Arguments pertinents :
1. Intérêt à agir :
Le tribunal souligne que M. D..., Mme A... et la SCI La Musaie ne démontrent pas un intérêt suffisant pour contester la délivrance du permis de construire. Selon le tribunal, « il ne ressort pas des pièces du dossier que les requérants justifient d'un intérêt leur donnant qualité pour contester l'arrêté du 10 juillet 2018 » en raison de la distance et de la configuration des lieux.
2. Moyens soulevés :
Les requérants ont soulevé différents moyens de droit concernant la légalité du permis : insuffisances du projet architectural, méconnaissance des dispositions des différents articles du code de l’urbanisme et risque pour la santé publique. Toutefois, le tribunal a inconsidéré ces argumentations en les jugeant non fondées.
3. Frais liés au litige :
Le tribunal a également statué sur les conclusions de la société Locogen SAS visant à obtenir le remboursement de leurs frais. Il rappelle que, conformément à l'article L. 761-1 du Code de justice administrative, les frais ne peuvent être mis à la charge de l'État, n'étant pas la partie perdante.
Interprétations et citations légales :
1. Article L. 761-1 du Code de justice administrative :
Cet article stipule que « les frais exposés et non compris dans les dépens ne peuvent être mis à la charge de l'État que si ce dernier est la partie perdante ». Cela a conduit à l'absence d'une charge des frais de la société Locogen SAS à l'égard des requérants.

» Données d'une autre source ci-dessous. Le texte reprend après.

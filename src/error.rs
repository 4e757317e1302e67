//! Error types for wearvar

use thiserror::Error;

/// Errors that can occur while importing or analyzing sensor data
#[derive(Debug, Error)]
pub enum MetricsError {
    #[error("line {line}: expected {expected} columns, found {found}")]
    Schema {
        line: usize,
        expected: usize,
        found: usize,
    },

    #[error("line {line}: invalid timestamp {value:?} for format {format:?}")]
    TimestampParse {
        line: usize,
        value: String,
        format: String,
    },

    #[error("line {line}: invalid sensor value {value:?}")]
    ValueParse { line: usize, value: String },

    #[error("I/O error: {0}")]
    Io(#[from] std::io::Error),

    #[error("Invalid JSON: {0}")]
    Json(#[from] serde_json::Error),
}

2. Méconnaissance des normes :
Le tribunal évoque divers articles du Code de l'urbanisme (notamment R. 431-13, R. 111-26, R. 111-627) soulignant la nécessité d'une évaluation rigoureuse des projets urbains. Toutefois, la démonstration insuffisante de l'impact d'un projet éloigné de 1,5 km a conduit à l'irrecevabilité des recours.

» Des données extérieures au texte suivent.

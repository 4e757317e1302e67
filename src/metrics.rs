//! Variability metrics
//!
//! The metrics engine: pure, read-only reductions over a [`TimeSeriesTable`].
//! Interday metrics pool the whole series; intraday metrics reduce each
//! calendar day first, then summarize the per-day statistics across days.
//! A single global SD conflates diurnal pattern with day-to-day drift, which
//! is why both levels exist.
//!
//! Insufficient data (empty table, empty day) yields NaN, never an error.

use crate::stats;
use crate::types::{DispersionSummary, SummaryStatistics, TimeSeriesTable};

/// Default band half-width, in standard deviations.
pub const DEFAULT_SD_MULTIPLIER: f64 = 1.0;

/// Default time-per-sample multiplier.
pub const DEFAULT_SAMPLE_RATE: f64 = 1.0;

/// Population standard deviation of the whole series. NaN-propagating.
pub fn interday_sd(table: &TimeSeriesTable) -> f64 {
    stats::population_sd(&table.values())
}

/// Coefficient of variation of the whole series, in percent.
///
/// The SD numerator propagates NaN; the mean denominator skips NaN. A
/// constant-zero series divides zero by zero and yields NaN.
pub fn interday_cv(table: &TimeSeriesTable) -> f64 {
    series_cv(&table.values())
}

/// Per-day population SD, summarized across days.
pub fn intraday_sd(table: &TimeSeriesTable) -> DispersionSummary {
    per_day_summary(table, stats::population_sd)
}

/// Per-day coefficient of variation, summarized across days.
pub fn intraday_cv(table: &TimeSeriesTable) -> DispersionSummary {
    per_day_summary(table, series_cv)
}

/// Per-day mean, summarized across days.
pub fn intraday_mean(table: &TimeSeriesTable) -> DispersionSummary {
    per_day_summary(table, stats::mean)
}

/// Time in range: samples within `mean ± k·sd` (inclusive), scaled by
/// `sample_rate` to express a duration.
///
/// NaN samples satisfy neither bound and are never counted; a NaN band
/// (empty or all-NaN series) counts nothing.
pub fn time_in_range(table: &TimeSeriesTable, k: f64, sample_rate: f64) -> f64 {
    let values = table.values();
    let (lower, upper) = range_band(&values, k);
    let hits = values.iter().filter(|v| **v >= lower && **v <= upper).count();
    hits as f64 * sample_rate
}

/// Time out of range: samples at or beyond `mean ± k·sd`, scaled by
/// `sample_rate`.
///
/// Both band edges are inclusive here and in [`time_in_range`], so a sample
/// sitting exactly on `mean ± k·sd` is counted by both metrics. Downstream
/// consumers depend on this boundary behavior; do not tighten either
/// predicate.
pub fn time_out_of_range(table: &TimeSeriesTable, k: f64, sample_rate: f64) -> f64 {
    let values = table.values();
    let (lower, upper) = range_band(&values, k);
    let hits = values.iter().filter(|v| **v >= upper || **v <= lower).count();
    hits as f64 * sample_rate
}

/// Percent of total time spent out of range.
pub fn percent_out_of_range(table: &TimeSeriesTable, k: f64, sample_rate: f64) -> f64 {
    let out = time_out_of_range(table, k, sample_rate);
    (out / (table.len() as f64 * sample_rate)) * 100.0
}

/// Mean amplitude of sensor excursions: the NaN-skipping mean of samples
/// outside the `mean ± k·sd` band. NaN when no sample excurses.
pub fn mean_amplitude_of_excursions(table: &TimeSeriesTable, k: f64) -> f64 {
    let values = table.values();
    let (lower, upper) = range_band(&values, k);
    let excursions: Vec<f64> = values
        .iter()
        .copied()
        .filter(|v| *v >= upper || *v <= lower)
        .collect();
    stats::nan_mean(&excursions)
}

/// Whole-series descriptive statistics. Every field skips NaN samples, so a
/// series with gaps still summarizes its observed values.
pub fn summary_statistics(table: &TimeSeriesTable) -> SummaryStatistics {
    let values = table.values();
    SummaryStatistics {
        mean: stats::nan_mean(&values),
        median: stats::nan_median(&values),
        min: stats::nan_min(&values),
        max: stats::nan_max(&values),
        q1: stats::nan_percentile(&values, 25.0),
        q3: stats::nan_percentile(&values, 75.0),
    }
}

/// Coefficient of variation of one value slice, in percent.
fn series_cv(values: &[f64]) -> f64 {
    (stats::population_sd(values) / stats::nan_mean(values)) * 100.0
}

/// Shared two-level reduction: reduce each day's values with `inner`, then
/// summarize the per-day statistics across days.
fn per_day_summary<F>(table: &TimeSeriesTable, inner: F) -> DispersionSummary
where
    F: Fn(&[f64]) -> f64,
{
    let per_day: Vec<f64> = table
        .days()
        .into_iter()
        .map(|day| inner(&table.day_values(day)))
        .collect();

    DispersionSummary {
        mean: stats::mean(&per_day),
        median: stats::median(&per_day),
        sd: stats::population_sd(&per_day),
    }
}

/// Band around the series mean: `(mean − k·sd, mean + k·sd)` from the
/// NaN-propagating full-series mean and population SD.
fn range_band(values: &[f64], k: f64) -> (f64, f64) {
    let mu = stats::mean(values);
    let sd = stats::population_sd(values);
    (mu - k * sd, mu + k * sd)
}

3. Intérêt à agir dans le contentieux administratif :
La notion d'intérêt à agir est fondamentale dans le contentieux administratif, se basant sur l'idée que seules les personnes affectées de manière directe par une décision administrative disposent de la légitimité pour la contester. Cela se base sur le principe selon lequel « l’intérêt pour agir implique que le requérant doit justifier d'un lien direct avec la décision contestée ».
En conclusion, la décision montre l'importance de la notion d'intérêt personnel et direct dans le droit administratif, la portée des normes de procédure, ainsi que les aspects pratiques liés aux frais de justice dans ce type de litige.